■ **Exercise**: From the records below, transcribe exactly the lines that begin at the line with "use crate::chess::bitboard::Bitboard;" and end at the line with "empty log and", both included.

*** Dataset records ***

//! Everything about the game that is not the placement of pieces: side to move,
//! check flags, en passant, castling rights, the move log and the attack maps.

use crate::chess::attacks;
use crate::chess::bitboard::Bitboard;
use crate::chess::board::Board;
use crate::chess::core::{CastleRights, Piece, PieceKind, Player, Position};

/// A square that can be captured into [en passant] during the next move only,
/// tagged with the pawn that would be captured.
///
/// [en passant]: https://en.wikipedia.org/wiki/En_passant
#[derive(Clone, Copy, Debug, PartialEq, Eq)]
pub struct EnPassant {
    /// The square the pawn skipped over.
    pub target: Position,
    /// The square of the pawn that made the double push.
    pub pawn: Position,
}

/// Turn tracking and derived state of a game.
///
/// Attack maps are a cache over the [`Board`]: they are rebuilt from scratch
/// by [`GameState::update_attack_maps`] and never patched.
#[derive(Clone, Debug, PartialEq, Eq)]
pub struct GameState {
    side_to_move: Player,
    check: bool,
    checkmate: bool,
    en_passant: Option<EnPassant>,
    castling: CastleRights,
    move_log: Vec<String>,
    white_attacks: Bitboard,
    black_attacks: Bitboard,
}

impl GameState {
    /// State of a fresh game: White to move, all castling rights, empty log and
    /// attack maps.
    #[must_use]
    pub const fn new() -> Self {
        Self {
            side_to_move: Player::White,
            check: false,
            checkmate: false,
            en_passant: None,
            castling: CastleRights::ALL,
            move_log: Vec::new(),
            white_attacks: Bitboard::empty(),
            black_attacks: Bitboard::empty(),
        }
    }

    /// Resets every field to the values of [`GameState::new`].
    pub fn reset(&mut self) {
        *self = Self::new();
    }

    /// The player to move.
    #[must_use]
    pub const fn current_player(&self) -> Player {
        self.side_to_move
    }

    /// Passes the turn to the opponent.
    pub fn switch_player(&mut self) {
        self.side_to_move = self.side_to_move.opponent();
    }

    /// Sets the player to move explicitly (puzzles, tests).
    pub fn set_player(&mut self, player: Player) {
        self.side_to_move = player;
    }

    /// Whether the player to move is in check.
    #[must_use]
    pub const fn is_check(&self) -> bool {
        self.check
    }

    /// Whether the player to move is checkmated.
    #[must_use]
    pub const fn is_checkmate(&self) -> bool {
        self.checkmate
    }

    pub(super) fn set_check_flags(&mut self, check: bool, checkmate: bool) {
        debug_assert!(check || !checkmate);
        self.check = check;
        self.checkmate = checkmate;
    }

    #[allow(missing_docs)]
    #[must_use]
    pub const fn en_passant(&self) -> Option<EnPassant> {
        self.en_passant
    }

    /// Records the en passant target after a double push of `pawn`. Any other
    /// piece kind is ignored.
    pub fn set_en_passant_target(&mut self, target: Position, pawn: &Piece) {
        if pawn.kind == PieceKind::Pawn {
            self.en_passant = Some(EnPassant {
                target,
                pawn: pawn.position(),
            });
        }
    }

    #[allow(missing_docs)]
    pub fn clear_en_passant(&mut self) {
        self.en_passant = None;
    }

    #[allow(missing_docs)]
    #[must_use]
    pub const fn castling(&self) -> CastleRights {
        self.castling
    }

    /// Drops castling rights (e.g. after the king or a rook moved).
    pub fn revoke_castling(&mut self, rights: CastleRights) {
        self.castling.remove(rights);
    }

    /// Human-readable log of committed moves, oldest first.
    #[must_use]
    pub fn move_log(&self) -> &[String] {
        &self.move_log
    }

    /// Appends "<Color> <PieceKind> from <square> to <square>" to the log.
    pub fn log_move(&mut self, piece: &Piece, from: Position, to: Position) {
        self.move_log
            .push(format!("{} {} from {from} to {to}", piece.owner, piece.kind));
    }

    /// Squares threatened by the pieces of `player`.
    #[must_use]
    pub const fn attacks(&self, player: Player) -> Bitboard {
        match player {
            Player::White => self.white_attacks,
            Player::Black => self.black_attacks,
        }
    }

    /// Rebuilds both attack maps from the board.
    pub fn update_attack_maps(&mut self, board: &Board) {
        self.white_attacks = attacks::attack_map(board, Player::White);
        self.black_attacks = attacks::attack_map(board, Player::Black);
        log::trace!(
            "attack maps rebuilt: white covers {}, black covers {} squares",
            self.white_attacks.count(),
            self.black_attacks.count()
        );
    }

    pub(super) const fn attack_maps(&self) -> (Bitboard, Bitboard) {
        (self.white_attacks, self.black_attacks)
    }

    pub(super) fn restore_attack_maps(&mut self, (white, black): (Bitboard, Bitboard)) {
        self.white_attacks = white;
        self.black_attacks = black;
    }
}

impl Default for GameState {
    fn default() -> Self {
        Self::new()
    }
}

*** End of Dataset records ***

■ **Result for this exercise**:
use crate::chess::bitboard::Bitboard;
use crate::chess::board::Board;
use crate::chess::core::{CastleRights, Piece, PieceKind, Player, Position};

/// A square that can be captured into [en passant] during the next move only,
/// tagged with the pawn that would be captured.
///
/// [en passant]: https://en.wikipedia.org/wiki/En_passant
#[derive(Clone, Copy, Debug, PartialEq, Eq)]
pub struct EnPassant {
    /// The square the pawn skipped over.
    pub target: Position,
    /// The square of the pawn that made the double push.
    pub pawn: Position,
}

/// Turn tracking and derived state of a game.
///
/// Attack maps are a cache over the [`Board`]: they are rebuilt from scratch
/// by [`GameState::update_attack_maps`] and never patched.
#[derive(Clone, Debug, PartialEq, Eq)]
pub struct GameState {
    side_to_move: Player,
    check: bool,
    checkmate: bool,
    en_passant: Option<EnPassant>,
    castling: CastleRights,
    move_log: Vec<String>,
    white_attacks: Bitboard,
    black_attacks: Bitboard,
}

impl GameState {
    /// State of a fresh game: White to move, all castling rights, empty log and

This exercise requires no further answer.